* **PROBLEM DESCRIPTION**:
Your answer is to be the count alone: the number of lines in the data below where "join" appears.

* **Collected data entries**:
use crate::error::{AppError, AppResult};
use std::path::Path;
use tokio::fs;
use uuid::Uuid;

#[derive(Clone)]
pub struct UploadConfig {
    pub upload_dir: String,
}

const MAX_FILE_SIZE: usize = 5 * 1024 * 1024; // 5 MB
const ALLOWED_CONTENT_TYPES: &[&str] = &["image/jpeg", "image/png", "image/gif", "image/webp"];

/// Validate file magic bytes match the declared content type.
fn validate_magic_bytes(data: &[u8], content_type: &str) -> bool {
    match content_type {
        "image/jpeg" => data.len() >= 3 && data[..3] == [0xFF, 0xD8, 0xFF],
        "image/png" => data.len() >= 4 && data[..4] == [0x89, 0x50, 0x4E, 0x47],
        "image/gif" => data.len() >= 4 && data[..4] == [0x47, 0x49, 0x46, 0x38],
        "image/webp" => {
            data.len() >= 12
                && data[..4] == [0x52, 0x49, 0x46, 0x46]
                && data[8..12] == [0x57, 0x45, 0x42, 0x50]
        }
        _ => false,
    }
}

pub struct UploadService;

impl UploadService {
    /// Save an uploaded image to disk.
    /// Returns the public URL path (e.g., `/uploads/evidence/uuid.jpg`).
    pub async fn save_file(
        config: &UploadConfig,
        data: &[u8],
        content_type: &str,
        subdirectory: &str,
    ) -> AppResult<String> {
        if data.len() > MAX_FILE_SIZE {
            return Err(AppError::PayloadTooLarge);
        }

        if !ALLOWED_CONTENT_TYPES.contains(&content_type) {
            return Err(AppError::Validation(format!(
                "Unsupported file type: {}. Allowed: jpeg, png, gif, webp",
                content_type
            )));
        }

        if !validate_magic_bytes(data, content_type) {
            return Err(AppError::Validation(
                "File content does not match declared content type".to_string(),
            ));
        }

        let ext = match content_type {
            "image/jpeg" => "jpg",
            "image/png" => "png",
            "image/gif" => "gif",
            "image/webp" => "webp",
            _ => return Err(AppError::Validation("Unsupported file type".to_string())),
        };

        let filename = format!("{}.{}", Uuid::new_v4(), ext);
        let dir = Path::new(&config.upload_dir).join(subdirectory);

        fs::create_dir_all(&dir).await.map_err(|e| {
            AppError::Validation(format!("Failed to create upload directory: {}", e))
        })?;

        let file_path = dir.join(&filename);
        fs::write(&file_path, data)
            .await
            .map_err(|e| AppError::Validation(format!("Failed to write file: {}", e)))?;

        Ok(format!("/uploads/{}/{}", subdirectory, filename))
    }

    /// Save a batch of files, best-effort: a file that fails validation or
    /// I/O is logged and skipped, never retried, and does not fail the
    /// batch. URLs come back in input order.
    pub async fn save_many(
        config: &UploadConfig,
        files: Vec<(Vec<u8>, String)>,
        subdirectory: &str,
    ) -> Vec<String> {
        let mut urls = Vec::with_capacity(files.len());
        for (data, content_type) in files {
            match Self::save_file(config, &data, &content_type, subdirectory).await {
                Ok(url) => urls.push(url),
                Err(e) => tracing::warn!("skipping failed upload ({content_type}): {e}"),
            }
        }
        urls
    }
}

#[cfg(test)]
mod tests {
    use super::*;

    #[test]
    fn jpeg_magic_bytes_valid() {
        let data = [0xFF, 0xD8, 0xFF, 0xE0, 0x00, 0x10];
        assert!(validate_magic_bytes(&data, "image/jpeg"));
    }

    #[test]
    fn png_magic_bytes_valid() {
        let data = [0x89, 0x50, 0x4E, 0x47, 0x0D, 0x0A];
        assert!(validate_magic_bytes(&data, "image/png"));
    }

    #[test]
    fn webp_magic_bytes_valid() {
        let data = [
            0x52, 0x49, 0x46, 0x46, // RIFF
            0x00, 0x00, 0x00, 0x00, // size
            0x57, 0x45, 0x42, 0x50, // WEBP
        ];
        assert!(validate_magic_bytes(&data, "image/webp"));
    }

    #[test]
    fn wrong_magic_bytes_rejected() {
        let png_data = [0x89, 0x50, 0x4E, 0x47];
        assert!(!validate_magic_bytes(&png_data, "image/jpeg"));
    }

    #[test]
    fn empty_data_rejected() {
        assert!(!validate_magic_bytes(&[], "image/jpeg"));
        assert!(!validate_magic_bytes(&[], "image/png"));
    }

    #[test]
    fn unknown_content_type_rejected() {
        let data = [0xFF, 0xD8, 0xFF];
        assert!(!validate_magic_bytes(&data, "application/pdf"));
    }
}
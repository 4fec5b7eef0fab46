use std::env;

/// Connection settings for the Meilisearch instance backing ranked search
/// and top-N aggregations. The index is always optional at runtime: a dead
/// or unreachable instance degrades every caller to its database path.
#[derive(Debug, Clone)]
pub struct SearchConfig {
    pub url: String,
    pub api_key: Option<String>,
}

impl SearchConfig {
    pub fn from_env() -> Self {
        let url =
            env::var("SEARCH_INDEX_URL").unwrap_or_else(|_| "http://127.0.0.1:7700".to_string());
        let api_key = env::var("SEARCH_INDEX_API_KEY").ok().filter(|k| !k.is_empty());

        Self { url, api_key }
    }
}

* **TASK ANSWER**:
2